What the task asks | Scan the entries below. Report each line where the string "FundSettings" occurs.

━━━━━ Records shown

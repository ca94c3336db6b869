use super::fund::FundSettings;
use super::inputs::SiteInputs;
use super::timeline::Timeline;
use serde::Serialize;

/// Capacity assumed for exit pricing when no gas volume has been captured.
pub const FALLBACK_MW: f64 = 75.0;

/// LP/GP distribution of the projected exit under a simple preferred return.
#[derive(Debug, Clone, Copy, PartialEq, Serialize)]
#[serde(rename_all = "camelCase")]
pub struct FundReturns {
    pub mw_basis: f64,
    pub gross_exit: f64,
    pub lp_preferred: f64,
    pub lp_first: f64,
    pub remaining: f64,
    pub lp_share: f64,
    pub gp_share: f64,
    #[serde(rename = "totalLP")]
    pub total_lp: f64,
    pub lp_multiple: f64,
}

pub(crate) fn distribute(
    inputs: &SiteInputs,
    fund: &FundSettings,
    estimated_mw: f64,
    timeline: &Timeline,
) -> FundReturns {
    let mw_basis = if estimated_mw == 0.0 {
        FALLBACK_MW
    } else {
        estimated_mw
    };

    let salvage = if inputs.structures_usable() {
        inputs.structure_value
    } else {
        0.0
    };
    let gross_exit = mw_basis * inputs.exit_price_per_mw() * 1_000_000.0 + salvage;

    // Preferred return accrues simply, not compounded.
    let lp_preferred = fund.fund_size * fund.pref_return * timeline.years();
    let lp_first = fund.fund_size + lp_preferred;
    let remaining = (gross_exit - lp_first).max(0.0);
    let lp_share = remaining * fund.lp_split;
    let gp_share = remaining * fund.gp_split;
    let total_lp = lp_first + lp_share;
    let lp_multiple = if fund.fund_size == 0.0 {
        0.0
    } else {
        total_lp / fund.fund_size
    };

    FundReturns {
        mw_basis,
        gross_exit,
        lp_preferred,
        lp_first,
        remaining,
        lp_share,
        gp_share,
        total_lp,
        lp_multiple,
    }
}
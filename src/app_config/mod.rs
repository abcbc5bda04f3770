//! Application configuration: the grouped key-value document (audio paths,
//! fallback texts, resource paths, dialog presentation) and its store.

mod entity;
mod store;

pub use entity::{AudioConfig, DialogConfig, FieldGroup, GameConfig, ResourceConfig, TextConfig};
pub use store::{missing_config_text, ConfigStore};
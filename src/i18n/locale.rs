//! Locale identifiers and the registry of declared locales.
//!
//! Locales use their programmatic form (`zh_CN`) everywhere in code and in
//! persisted preferences. The localization table names its columns with the
//! hyphenated form (`zh-CN`); [`Locale::column_name`] and
//! [`Locale::from_column`] convert between the two.

use crate::error::LocaleError;
use regex::Regex;
use std::borrow::Cow;
use std::fmt;
use std::str::FromStr;
use std::sync::OnceLock;
use tracing::warn;

static LOCALE_REGEX: OnceLock<Regex> = OnceLock::new();

/// A validated locale identifier, e.g. `zh_CN`.
///
/// The set of locales is open: any well-formed identifier can be
/// constructed, whether or not a registry declares it.
#[derive(Debug, Clone, PartialEq, Eq, Hash, PartialOrd, Ord)]
pub struct Locale {
    id: Cow<'static, str>,
}

impl Locale {
    /// Simplified Chinese. The compiled-in default.
    pub const ZH_CN: Locale = Locale {
        id: Cow::Borrowed("zh_CN"),
    };

    /// US English.
    pub const EN_US: Locale = Locale {
        id: Cow::Borrowed("en_US"),
    };

    /// Japanese.
    pub const JA_JP: Locale = Locale {
        id: Cow::Borrowed("ja_JP"),
    };

    /// Parse a locale identifier in either `zh_CN` or `zh-CN` form.
    ///
    /// Surrounding whitespace is ignored. Hyphens are normalized to
    /// underscores.
    pub fn parse(raw: &str) -> Result<Locale, LocaleError> {
        let raw = raw.trim();
        if raw.is_empty() {
            return Err(LocaleError::Empty);
        }

        let regex = LOCALE_REGEX.get_or_init(|| {
            Regex::new(r"^[A-Za-z]{2,3}([_-][A-Za-z0-9]{2,8})*$").expect("locale regex is valid")
        });
        if !regex.is_match(raw) {
            return Err(LocaleError::Invalid(raw.to_string()));
        }

        Ok(Locale {
            id: Cow::Owned(raw.replace('-', "_")),
        })
    }

    /// Interpret a localization table column header as a locale.
    pub fn from_column(column: &str) -> Result<Locale, LocaleError> {
        Self::parse(column)
    }

    /// Programmatic identifier, e.g. `zh_CN`.
    pub fn id(&self) -> &str {
        &self.id
    }

    /// Column header used by the localization table, e.g. `zh-CN`.
    pub fn column_name(&self) -> String {
        self.id.replace('_', "-")
    }
}

impl fmt::Display for Locale {
    fn fmt(&self, f: &mut fmt::Formatter<'_>) -> fmt::Result {
        f.write_str(&self.id)
    }
}

impl FromStr for Locale {
    type Err = LocaleError;

    fn from_str(s: &str) -> Result<Self, Self::Err> {
        Locale::parse(s)
    }
}

/// Metadata for a declared locale.
#[derive(Debug, Clone, PartialEq, Eq)]
pub struct LocaleConfig {
    pub locale: Locale,

    /// English name (e.g., "Japanese")
    pub name: String,

    /// Name in the locale itself (e.g., "日本語")
    pub native_name: String,

    /// Whether this is the fallback locale when no preference is stored
    pub is_default: bool,
}

impl LocaleConfig {
    pub fn new(locale: Locale, name: impl Into<String>, native_name: impl Into<String>) -> Self {
        Self {
            locale,
            name: name.into(),
            native_name: native_name.into(),
            is_default: false,
        }
    }

    pub fn as_default(mut self) -> Self {
        self.is_default = true;
        self
    }
}

/// The locales an application declares up front.
///
/// Every declared locale gets a cell for every key when the localization
/// table is loaded, even if the table has no column for it. Exactly one
/// entry is the default.
#[derive(Debug, Clone)]
pub struct LocaleRegistry {
    locales: Vec<LocaleConfig>,
}

impl LocaleRegistry {
    /// Build a registry, enforcing a single default.
    ///
    /// If no entry is flagged, the first becomes the default. If several
    /// are flagged, only the first keeps the flag. An empty list yields a
    /// registry holding just [`Locale::ZH_CN`].
    pub fn new(locales: Vec<LocaleConfig>) -> Self {
        let mut locales = if locales.is_empty() {
            vec![LocaleConfig::new(Locale::ZH_CN, "Simplified Chinese", "简体中文")]
        } else {
            locales
        };

        let mut seen_default = false;
        for config in &mut locales {
            if config.is_default {
                if seen_default {
                    warn!(
                        "Locale {} is also flagged as default; keeping the first",
                        config.locale
                    );
                    config.is_default = false;
                }
                seen_default = true;
            }
        }
        if !seen_default {
            locales[0].is_default = true;
        }

        Self { locales }
    }

    /// The locales this application ships with.
    pub fn builtin() -> Self {
        Self::new(builtin_locales())
    }

    pub fn get(&self, locale: &Locale) -> Option<&LocaleConfig> {
        self.locales.iter().find(|config| &config.locale == locale)
    }

    pub fn contains(&self, locale: &Locale) -> bool {
        self.get(locale).is_some()
    }

    /// All declared locales, in declaration order.
    pub fn list(&self) -> &[LocaleConfig] {
        &self.locales
    }

    pub fn locales(&self) -> impl Iterator<Item = &Locale> {
        self.locales.iter().map(|config| &config.locale)
    }

    pub fn default_config(&self) -> &LocaleConfig {
        self.locales
            .iter()
            .find(|config| config.is_default)
            .unwrap_or(&self.locales[0])
    }

    pub fn default_locale(&self) -> &Locale {
        &self.default_config().locale
    }
}

impl Default for LocaleRegistry {
    fn default() -> Self {
        Self::builtin()
    }
}

fn builtin_locales() -> Vec<LocaleConfig> {
    vec![
        LocaleConfig::new(Locale::ZH_CN, "Simplified Chinese", "简体中文").as_default(),
        LocaleConfig::new(Locale::EN_US, "English", "English"),
        LocaleConfig::new(Locale::JA_JP, "Japanese", "日本語"),
    ]
}
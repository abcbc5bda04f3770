//! Localization: locale identifiers, the text table, the active locale and
//! its change notification.
//!
//! # Architecture
//!
//! - `csv`: Tabular text parser for the localization source
//! - `locale`: `Locale` identifiers and the registry of declared locales
//! - `store`: The text table and the `LocalizationStore` service
//! - `notify`: Observer list used for locale change notification
//! - `preferences`: Persisted key-value preferences (active locale)
//! - `validator`: Table quality report
//! - `metrics`: Lookup and notification counters
//!
//! # Example
//!
//! ```rust,ignore
//! use locale_config::i18n::{Locale, LocaleRegistry, LocalizationStore, MemoryPreferences};
//!
//! let store = LocalizationStore::from_csv(
//!     "Key,zh-CN,en-US\nLoginSuccess,登录成功,Login OK",
//!     LocaleRegistry::builtin(),
//!     MemoryPreferences::new(),
//! );
//! assert_eq!(store.text("LoginSuccess"), "登录成功");
//!
//! store.set_locale(Locale::EN_US);
//! assert_eq!(store.text("LoginSuccess"), "Login OK");
//! ```

pub mod csv;
mod locale;
mod metrics;
mod notify;
mod preferences;
mod store;
mod validator;

pub use locale::{Locale, LocaleConfig, LocaleRegistry};
pub use metrics::{LookupMetrics, MetricsReport};
pub use notify::{ChangeChannel, Subscription, SubscriptionId, WeakChannel};
pub use preferences::{
    JsonFilePreferences, MemoryPreferences, PreferenceStore, CURRENT_LANGUAGE_KEY,
};
pub use store::{missing_text, LocaleChanged, LocalizationStore, LocalizationTable, TextEntry};
pub use validator::{TableValidator, ValidationReport};
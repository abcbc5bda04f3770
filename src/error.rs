//! Error types shared by the configuration and localization stores.
//!
//! Load errors are reported once and then kept on the store that failed;
//! lookups never return them. Binaries wrap these in `anyhow`.

use std::io;
use thiserror::Error;

/// Failure to load one of the bundled source documents.
#[derive(Debug, Error)]
pub enum LoadError {
    /// The logical path does not exist in the resource bundle.
    #[error("resource not found: {path}")]
    SourceMissing { path: String },

    /// The resource exists but could not be read.
    #[error("failed to read resource {path}: {source}")]
    Unreadable {
        path: String,
        #[source]
        source: io::Error,
    },

    /// The resource was read but its content is malformed.
    #[error("failed to parse resource {path}: {reason}")]
    ParseFailure { path: String, reason: String },
}

impl LoadError {
    /// Logical path of the resource that failed to load.
    pub fn path(&self) -> &str {
        match self {
            LoadError::SourceMissing { path }
            | LoadError::Unreadable { path, .. }
            | LoadError::ParseFailure { path, .. } => path,
        }
    }
}

/// Failure to persist a preference value.
#[derive(Debug, Error)]
pub enum PreferenceError {
    #[error("preference store I/O error: {0}")]
    Io(#[from] io::Error),

    #[error("failed to serialize preferences: {0}")]
    Serialize(#[from] serde_json::Error),
}

/// A string that is not a usable locale identifier.
#[derive(Debug, Clone, PartialEq, Eq, Error)]
pub enum LocaleError {
    #[error("locale identifier is empty")]
    Empty,

    #[error("invalid locale identifier: '{0}'")]
    Invalid(String),
}
#[cfg(test)]
mod tests {
    use super::*;
    use crate::i18n::preferences::MemoryPreferences;
    use crate::resources::{MemoryBundle, LANGUAGE_TABLE_PATH};
    use std::cell::Cell;
    use std::rc::Rc;

    const SAMPLE: &str = "Key,zh-CN,en-US\nLoginSuccess,登录成功,Login OK\nLoginFail,登录失败,Login failed";

    fn sample_store() -> LocalizationStore {
        LocalizationStore::from_csv(SAMPLE, LocaleRegistry::builtin(), MemoryPreferences::new())
    }

    // ==================== Table Tests ====================

    #[test]
    fn test_table_declared_locales_always_present() {
        let table = LocalizationTable::from_csv(SAMPLE, &LocaleRegistry::builtin());
        assert_eq!(table.locales(), [Locale::ZH_CN, Locale::EN_US, Locale::JA_JP]);
        let entry = table.entry("LoginSuccess").expect("key loaded");
        assert_eq!(entry.get(&Locale::ZH_CN), Some("登录成功"));
        assert_eq!(entry.get(&Locale::JA_JP), Some("[missing text: LoginSuccess]"));
        assert!(entry.is_synthesized(&Locale::JA_JP));
        assert!(!entry.is_synthesized(&Locale::EN_US));
    }

    #[test]
    fn test_table_discovers_extra_locale_columns() {
        let table = LocalizationTable::from_csv(
            "Key,zh-CN,fr-FR\nHello,你好,Bonjour",
            &LocaleRegistry::builtin(),
        );
        let fr = Locale::parse("fr_FR").unwrap();
        assert_eq!(table.locales().last(), Some(&fr));
        assert_eq!(table.get("Hello", &fr), Some("Bonjour"));
    }

    #[test]
    fn test_table_ignores_non_locale_columns() {
        let table = LocalizationTable::from_csv(
            "Key,zh-CN,Comment text\nHello,你好,shown on login",
            &LocaleRegistry::builtin(),
        );
        assert_eq!(table.locales().len(), 3);
        assert_eq!(table.get("Hello", &Locale::ZH_CN), Some("你好"));
    }

    #[test]
    fn test_table_skips_empty_keys() {
        let table = LocalizationTable::from_csv(
            "Key,en-US\n,orphan\nReal,text",
            &LocaleRegistry::builtin(),
        );
        assert_eq!(table.keys(), vec!["Real"]);
    }

    #[test]
    fn test_table_duplicate_keys_later_wins() {
        let table = LocalizationTable::from_csv(
            "Key,en-US\nA,first\nA,second",
            &LocaleRegistry::builtin(),
        );
        assert_eq!(table.get("A", &Locale::EN_US), Some("second"));
        assert_eq!(table.duplicate_keys(), ["A"]);
    }

    #[test]
    fn test_table_short_row_yields_empty_text() {
        let table = LocalizationTable::from_csv(
            "Key,zh-CN,en-US\nOnlyChinese,中文",
            &LocaleRegistry::builtin(),
        );
        assert_eq!(table.get("OnlyChinese", &Locale::EN_US), Some(""));
        assert!(!table.entry("OnlyChinese").unwrap().is_synthesized(&Locale::EN_US));
    }

    #[test]
    fn test_table_empty_source() {
        let table = LocalizationTable::from_csv("", &LocaleRegistry::builtin());
        assert!(table.is_empty());
        assert_eq!(table.locales().len(), 3);
    }

    #[test]
    fn test_table_key_column_need_not_be_named_key() {
        let table = LocalizationTable::from_csv("Id,en-US\nA,a", &LocaleRegistry::builtin());
        assert_eq!(table.get("A", &Locale::EN_US), Some("a"));
    }

    // ==================== Lookup Tests ====================

    #[test]
    fn test_text_uses_default_locale() {
        let store = sample_store();
        assert_eq!(store.current_locale(), Locale::ZH_CN);
        assert_eq!(store.text("LoginSuccess"), "登录成功");
    }

    #[test]
    fn test_text_in_explicit_locale() {
        let store = sample_store();
        assert_eq!(store.text_in("LoginSuccess", &Locale::EN_US), "Login OK");
        assert_eq!(store.current_locale(), Locale::ZH_CN);
    }

    #[test]
    fn test_text_missing_column_placeholder() {
        let store = sample_store();
        assert_eq!(
            store.text_in("LoginSuccess", &Locale::JA_JP),
            "[missing text: LoginSuccess]"
        );
    }

    #[test]
    fn test_text_unknown_key_is_deterministic() {
        let store = sample_store();
        let first = store.text("NoSuchKey");
        assert_eq!(first, "[missing text: NoSuchKey]");
        assert_eq!(store.text("NoSuchKey"), first);
        for locale in [Locale::ZH_CN, Locale::EN_US, Locale::JA_JP] {
            assert_eq!(store.text_in("NoSuchKey", &locale), first);
        }
    }

    #[test]
    fn test_text_unknown_locale() {
        let store = sample_store();
        let de = Locale::parse("de_DE").unwrap();
        assert_eq!(store.text_in("LoginSuccess", &de), "[missing text: LoginSuccess]");
    }

    #[test]
    fn test_metrics_count_hits_and_misses() {
        let store = sample_store();
        store.text("LoginSuccess");
        store.text_in("LoginSuccess", &Locale::JA_JP);
        store.text("Nope");
        assert_eq!(store.metrics().hits(), 1);
        assert_eq!(store.metrics().misses(), 2);
    }

    // ==================== set_locale Tests ====================

    #[test]
    fn test_set_locale_switches_text() {
        let store = sample_store();
        assert!(store.set_locale(Locale::EN_US));
        assert_eq!(store.text("LoginSuccess"), "Login OK");
    }

    #[test]
    fn test_set_same_locale_is_noop() {
        let store = sample_store();
        let count = Rc::new(Cell::new(0));
        let c = Rc::clone(&count);
        store.subscribe(move |_| c.set(c.get() + 1));

        assert!(!store.set_locale(Locale::ZH_CN));
        assert_eq!(count.get(), 0);
        assert_eq!(store.metrics().locale_switches(), 0);
    }

    #[test]
    fn test_set_locale_notifies_each_subscriber_once() {
        let store = sample_store();
        let counts: Vec<Rc<Cell<u32>>> = (0..3).map(|_| Rc::new(Cell::new(0))).collect();
        for count in &counts {
            let c = Rc::clone(count);
            store.subscribe(move |_| c.set(c.get() + 1));
        }

        store.set_locale(Locale::EN_US);
        assert!(counts.iter().all(|c| c.get() == 1));
        assert_eq!(store.metrics().notifications_delivered(), 3);
    }

    #[test]
    fn test_notification_payload_and_ordering() {
        let store = Rc::new(sample_store());
        let seen = Rc::new(RefCell::new(Vec::new()));

        let sink = Rc::clone(&seen);
        let weak = Rc::downgrade(&store);
        store.subscribe(move |change| {
            // The new locale is already active when handlers run.
            let text = weak.upgrade().map(|s| s.text("LoginSuccess"));
            sink.borrow_mut().push((change.clone(), text));
        });

        store.set_locale(Locale::EN_US);

        let seen = seen.borrow();
        assert_eq!(seen.len(), 1);
        assert_eq!(seen[0].0.previous, Locale::ZH_CN);
        assert_eq!(seen[0].0.current, Locale::EN_US);
        assert_eq!(seen[0].1.as_deref(), Some("Login OK"));
    }

    #[test]
    fn test_set_locale_persists() {
        let prefs = MemoryPreferences::new();
        let store = LocalizationStore::from_csv(SAMPLE, LocaleRegistry::builtin(), prefs.clone());
        store.set_locale(Locale::EN_US);
        assert_eq!(prefs.get(CURRENT_LANGUAGE_KEY), Some("en_US".to_string()));
    }

    #[test]
    fn test_unsubscribe_during_dispatch() {
        let store = sample_store();
        let calls = Rc::new(Cell::new(0));
        let own_id: Rc<Cell<Option<SubscriptionId>>> = Rc::new(Cell::new(None));

        let channel = store.channel();
        let c = Rc::clone(&calls);
        let slot = Rc::clone(&own_id);
        let id = store.subscribe(move |_| {
            c.set(c.get() + 1);
            if let Some(id) = slot.get() {
                channel.unsubscribe(id);
            }
        });
        own_id.set(Some(id));

        store.set_locale(Locale::EN_US);
        store.set_locale(Locale::JA_JP);
        assert_eq!(calls.get(), 1);
        assert_eq!(store.subscriber_count(), 0);
    }

    #[test]
    fn test_scoped_subscription() {
        let store = sample_store();
        let calls = Rc::new(Cell::new(0));
        let c = Rc::clone(&calls);
        let guard = store.subscribe_scoped(move |_| c.set(c.get() + 1));

        store.set_locale(Locale::EN_US);
        drop(guard);
        store.set_locale(Locale::ZH_CN);
        assert_eq!(calls.get(), 1);
    }

    #[test]
    fn test_set_locale_from_handler_keeps_order() {
        let store = Rc::new(sample_store());

        let weak = Rc::downgrade(&store);
        let nested = Rc::new(Cell::new(None));
        let nested_result = Rc::clone(&nested);
        store.subscribe(move |change| {
            if change.current == Locale::EN_US {
                if let Some(store) = weak.upgrade() {
                    nested_result.set(Some(store.set_locale(Locale::JA_JP)));
                }
            }
        });

        let seen = Rc::new(RefCell::new(Vec::new()));
        let sink = Rc::clone(&seen);
        store.subscribe(move |change| sink.borrow_mut().push(change.current.clone()));

        assert!(store.set_locale(Locale::EN_US));

        assert_eq!(nested.get(), Some(true));
        assert_eq!(store.current_locale(), Locale::JA_JP);
        assert_eq!(*seen.borrow(), vec![Locale::EN_US, Locale::JA_JP]);
        assert_eq!(seen.borrow().last(), Some(&store.current_locale()));
        assert_eq!(store.metrics().locale_switches(), 2);
        assert_eq!(store.metrics().notifications_delivered(), 4);
    }

    #[test]
    fn test_set_locale_after_nested_switch_dispatches_again() {
        let store = Rc::new(sample_store());
        let weak = Rc::downgrade(&store);
        store.subscribe(move |change| {
            if change.current == Locale::EN_US {
                if let Some(store) = weak.upgrade() {
                    store.set_locale(Locale::JA_JP);
                }
            }
        });
        let calls = Rc::new(Cell::new(0));
        let c = Rc::clone(&calls);
        store.subscribe(move |_| c.set(c.get() + 1));

        store.set_locale(Locale::EN_US);
        store.set_locale(Locale::ZH_CN);
        assert_eq!(calls.get(), 3);
    }

    #[test]
    fn test_handler_holding_channel_is_freed_with_store() {
        struct DropFlag(Rc<Cell<bool>>);

        impl DropFlag {
            fn touch(&self) {}
        }

        impl Drop for DropFlag {
            fn drop(&mut self) {
                self.0.set(true);
            }
        }

        let dropped = Rc::new(Cell::new(false));
        {
            let store = sample_store();
            let channel = store.channel();
            let flag = DropFlag(Rc::clone(&dropped));
            let own_id: Rc<Cell<Option<SubscriptionId>>> = Rc::new(Cell::new(None));
            let slot = Rc::clone(&own_id);
            let id = store.subscribe(move |change| {
                flag.touch();
                if change.current == Locale::JA_JP {
                    if let Some(id) = slot.get() {
                        channel.unsubscribe(id);
                    }
                }
            });
            own_id.set(Some(id));
            store.set_locale(Locale::EN_US);
            assert!(!dropped.get());
        }

        assert!(dropped.get());
    }

    // ==================== Startup Tests ====================

    #[test]
    fn test_startup_reads_stored_locale() {
        let prefs = MemoryPreferences::new().with(CURRENT_LANGUAGE_KEY, "en_US");
        let store = LocalizationStore::from_csv(SAMPLE, LocaleRegistry::builtin(), prefs);
        assert_eq!(store.current_locale(), Locale::EN_US);
        assert_eq!(store.text("LoginSuccess"), "Login OK");
    }

    #[test]
    fn test_startup_unparseable_stored_locale_falls_back() {
        let prefs = MemoryPreferences::new().with(CURRENT_LANGUAGE_KEY, "not a locale!");
        let store = LocalizationStore::from_csv(SAMPLE, LocaleRegistry::builtin(), prefs);
        assert_eq!(store.current_locale(), Locale::ZH_CN);
    }

    #[test]
    fn test_startup_unknown_stored_locale_falls_back() {
        let prefs = MemoryPreferences::new().with(CURRENT_LANGUAGE_KEY, "ko_KR");
        let store = LocalizationStore::from_csv(SAMPLE, LocaleRegistry::builtin(), prefs);
        assert_eq!(store.current_locale(), Locale::ZH_CN);
    }

    #[test]
    fn test_startup_accepts_discovered_locale() {
        let prefs = MemoryPreferences::new().with(CURRENT_LANGUAGE_KEY, "fr_FR");
        let store = LocalizationStore::from_csv(
            "Key,fr-FR\nHello,Bonjour",
            LocaleRegistry::builtin(),
            prefs,
        );
        assert_eq!(store.current_locale().id(), "fr_FR");
        assert_eq!(store.text("Hello"), "Bonjour");
    }

    #[test]
    fn test_load_missing_source_degrades() {
        let store = LocalizationStore::load(
            &MemoryBundle::new(),
            LANGUAGE_TABLE_PATH,
            LocaleRegistry::builtin(),
            MemoryPreferences::new(),
        );
        assert!(matches!(store.load_error(), Some(LoadError::SourceMissing { .. })));
        assert!(store.is_empty());
        assert_eq!(store.text("LoginSuccess"), "[missing text: LoginSuccess]");
        assert!(store.set_locale(Locale::EN_US));
    }

    #[test]
    fn test_load_from_bundle() {
        let bundle = MemoryBundle::new().with(LANGUAGE_TABLE_PATH, SAMPLE);
        let store = LocalizationStore::load(
            &bundle,
            LANGUAGE_TABLE_PATH,
            LocaleRegistry::builtin(),
            MemoryPreferences::new(),
        );
        assert!(store.load_error().is_none());
        assert_eq!(store.len(), 2);
        assert_eq!(store.keys(), vec!["LoginFail", "LoginSuccess"]);
    }
}
use anyhow::{Context, Result};
use locale_config::binding::{LocaleBinding, View, ViewUpdate};
use locale_config::config::Config;
use locale_config::i18n::Locale;
use locale_config::services::Services;
use std::cell::RefCell;
use std::rc::Rc;
use tracing::info;

const SAMPLE_KEYS: [&str; 3] = ["LoginSuccess", "LoginFail", "NetworkError"];

/// Prints the sample texts whenever the locale changes.
struct ConsoleView {
    services: Rc<Services>,
}

impl ConsoleView {
    fn render(&self) {
        let model = self.services.model();
        println!("[{}]", model.current_locale());
        for key in SAMPLE_KEYS {
            println!("  {:<14} {}", key, model.lang_text(key));
        }
    }
}

impl View for ConsoleView {
    fn update_view(&mut self, update: &ViewUpdate) {
        if update.is_locale_change() {
            self.render();
        }
    }
}

fn main() -> Result<()> {
    // Load .env file (ignored when absent)
    let _ = dotenvy::dotenv();

    // Initialize logging
    tracing_subscriber::fmt()
        .with_env_filter(
            tracing_subscriber::EnvFilter::from_default_env()
                .add_directive("locale_config=info".parse()?),
        )
        .init();

    let config = Config::from_env()?;
    let requested = std::env::args()
        .nth(1)
        .map(|arg| Locale::parse(&arg).with_context(|| format!("Invalid locale '{}'", arg)))
        .transpose()?;

    let services = Rc::new(Services::from_config(&config));
    let model = services.model();

    let dialog = model.dialog();
    println!("Dialog: {}x{}", dialog.width, dialog.height);
    println!("Click sound: {}", model.audio_path("BtnClick"));
    println!("Dialog background: {}", model.resource_path("DialogBg"));

    let view = Rc::new(RefCell::new(ConsoleView {
        services: Rc::clone(&services),
    }));
    view.borrow().render();
    let binding = LocaleBinding::bind(services.localization(), &view);

    if let Some(locale) = requested {
        if !services.localization().is_known(&locale) {
            info!("Locale {} is not in the table", locale);
        }
        if !model.switch_locale(locale.clone()) {
            info!("Locale {} is already active", locale);
        }
    }

    binding.dispose();
    Ok(())
}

━━━━━━━━━━

Reply to the exercise |
use super::fund::FundSettings;
    fund: &FundSettings,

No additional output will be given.